H.D. : « Il a beaucoup de qualité et je me dis parfois que, quand je dois trouver un étalon et que je compare avec lui, j’ai du mal à trouver quelque chose de mieux ou avec les mêmes qualités qui s’accordent aussi bien. J’espère qu’il va remettre son coup de dos et sa force. Il donne des poulains avec des dos assez tendus et lègue beaucoup de sang avec de la taille et du chic, une belle sortie d’encolure et une petite tête. Nous avons sa mère depuis l’an dernier et je remarque assez de points communs avec son fils. Comme Joris de Brabander l'a dit lors de la présentation des étalons chez lui -puisqu’il le distribue depuis cette année- c’est un Casall sans tous les défauts des Casall. Quand il dit ça, il a raison. Nous avons eu six ou sept Casall ici et souvent, ce sont des chevaux assez timides qui ne mettent pas trop le postérieur. Il y a quand même d’autres bons Casall, j’en ai vu deux ou trois qui sautent magnifiquement en vidéo. »
Quel a été votre sentiment la première fois que vous vous êtes assis sur ce cheval ?
Nathan Budd : « Il a quelque chose. J’ai eu la chance de monter quelques très bons chevaux jusqu’à présent dans ma vie, comme Quabri de l’Isle, Venezia d’Ecaussines, Cornet d’Amour… J’ai tout de suite trouvé que Cashpaid avait la classe des chevaux de très haut niveau. C'est assez difficile à décrire mais on sent qu’ils ont quelque chose en plus que certains autres. Cashpaid a toujours eu un galop exceptionnel et s’est toujours déplacé de manière très impressionnante. »
Quand un cheval montre autant de qualité si jeune, la difficulté, c’est de le laisser vieillir tranquillement ?
N.B. : « Si l'on ne fait qu'attendre, on avance pas. Il y a toujours un travail de dressage de base qui est très important. Je crois qu’il faut réfléchir par rapport au cheval lui-même et non par rapport aux échéances et certainement pas par rapport à l’attente de certaines personnes. On a toujours essayé d’établir un programme en fonction du cheval avec la volonté de ne pas brûler les étapes.

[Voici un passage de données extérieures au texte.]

// ---------------------------------------------------------------------------
// Stage execution
// ---------------------------------------------------------------------------

fn exec_match(docs: Vec<Document>, query: &Query) -> Vec<Document> {
    docs.into_iter()
        .filter(|doc| query::matches_doc(query, doc))
        .collect()
}

fn exec_group(
    docs: Vec<Document>,
    key: &GroupKey,
    accumulators: &[(String, Accumulator)],
) -> Vec<Document> {
    let mut groups: HashMap<Value, Vec<AccumulatorState>> = HashMap::new();
    let mut encounter_order: Vec<Value> = Vec::new();

    for doc in &docs {
        let key_val = match key {
            GroupKey::Null => Value::Null,
            GroupKey::Single(expr) => null_if_absent(expr.eval(doc)),
            GroupKey::Compound(fields) => Value::Object(
                fields
                    .iter()
                    .map(|(name, expr)| (name.clone(), null_if_absent(expr.eval(doc))))
                    .collect(),
            ),
        };

        let states = groups.entry(key_val.clone()).or_insert_with(|| {
            encounter_order.push(key_val.clone());
            accumulators
                .iter()
                .map(|(_, acc)| match acc {
                    Accumulator::Sum(_) => AccumulatorState::Sum(0.0),
                    Accumulator::Avg(_) => AccumulatorState::Avg { sum: 0.0, count: 0 },
                    Accumulator::Min(_) => AccumulatorState::Min(None),
                    Accumulator::Max(_) => AccumulatorState::Max(None),
                    Accumulator::Count => AccumulatorState::Count(0),
                    Accumulator::First(_) => AccumulatorState::First(None),
                    Accumulator::Last(_) => AccumulatorState::Last(None),
                    Accumulator::Push(_) => AccumulatorState::Push(Vec::new()),
                })
                .collect()
        });

        for (i, (_, acc)) in accumulators.iter().enumerate() {
            let state = &mut states[i];
            match (acc, state) {
                (Accumulator::Sum(expr), AccumulatorState::Sum(s)) => {
                    if let Some(n) = expr.eval(doc).as_f64() {
                        *s += n;
                    }
                }
                (Accumulator::Avg(expr), AccumulatorState::Avg { sum, count }) => {
                    if let Some(n) = expr.eval(doc).as_f64() {
                        *sum += n;
                        *count += 1;
                    }
                }
                (Accumulator::Min(expr), AccumulatorState::Min(current)) => {
                    let val = expr.eval(doc);
                    if !val.is_missing() {
                        *current = Some(match current.take() {
                            None => val,
                            Some(cur) => {
                                if val < cur {
                                    val
                                } else {
                                    cur
                                }
                            }
                        });
                    }
                }
                (Accumulator::Max(expr), AccumulatorState::Max(current)) => {
                    let val = expr.eval(doc);
                    if !val.is_missing() {
                        *current = Some(match current.take() {
                            None => val,
                            Some(cur) => {
                                if val > cur {
                                    val
                                } else {
                                    cur
                                }
                            }
                        });
                    }
                }
                (Accumulator::Count, AccumulatorState::Count(c)) => {
                    *c += 1;
                }
                (Accumulator::First(expr), AccumulatorState::First(current)) => {
                    if current.is_none() {
                        *current = Some(expr.eval(doc));
                    }
                }
                (Accumulator::Last(expr), AccumulatorState::Last(current)) => {
                    *current = Some(expr.eval(doc));
                }
                (Accumulator::Push(expr), AccumulatorState::Push(vec)) => {
                    let val = expr.eval(doc);
                    if !val.is_absent() {
                        vec.push(val);
                    }
                }
                _ => {}
            }
        }
    }

    let mut results = Vec::new();
    for key_val in &encounter_order {
        let Some(states) = groups.remove(key_val) else {
            continue;
        };
        let mut doc = Document::new();
        doc.set("_id", key_val.clone());

        for ((name, _), state) in accumulators.iter().zip(states) {
            let val = match state {
                AccumulatorState::Sum(s) => Value::from_f64(s),
                AccumulatorState::Avg { sum, count } => {
                    if count == 0 {
                        Value::Null
                    } else {
                        Value::from_f64(sum / count as f64)
                    }
                }
                AccumulatorState::Min(v) => v.unwrap_or(Value::Null),
                AccumulatorState::Max(v) => v.unwrap_or(Value::Null),
                AccumulatorState::Count(c) => Value::Int(c as i64),
                AccumulatorState::First(v) => v.unwrap_or(Value::Null),
                AccumulatorState::Last(v) => v.unwrap_or(Value::Null),
                AccumulatorState::Push(v) => Value::Array(v),
            };
            doc.set(name, val);
        }

        results.push(doc);
    }

    results
}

Parfois il a fallu prendre du temps, cela nous a contraint à des résultats plus décevants par rapport à ce qu’on attendait mais c’était un « moins » pour obtenir un « plus, plus » dans les semaines ou les mois à venir. Aujourd’hui, il a huit ans. C’est un âge où on commence à sortir des jeunes chevaux sans pour autant être prêt à faire une toute grosse épreuve… même si les moyens sont là, qu’il répond très bien aux sollicitations et que tout vous attire pour le mettre dans ce genre d’épreuve. Il faut leur laisser le temps, à cet âge, de bien terminer leur croissance, qu’ils prennent un peu plus de maturité sans brûler les étapes pour qu’ils puissent aussi briller sur la durée… même si avec un tel cheval, attendre est parfois difficile. Quand on sent un tel cheval en dessous de nous, on a tellement envie de sauter de plus grosses épreuves. Il ne faut pas céder car c’est vraiment important pour la suite. »
Le plus difficile, c'est d'attendre ou c’est la pression qui s’installe de l’extérieur et que l’on peut se mettre également ?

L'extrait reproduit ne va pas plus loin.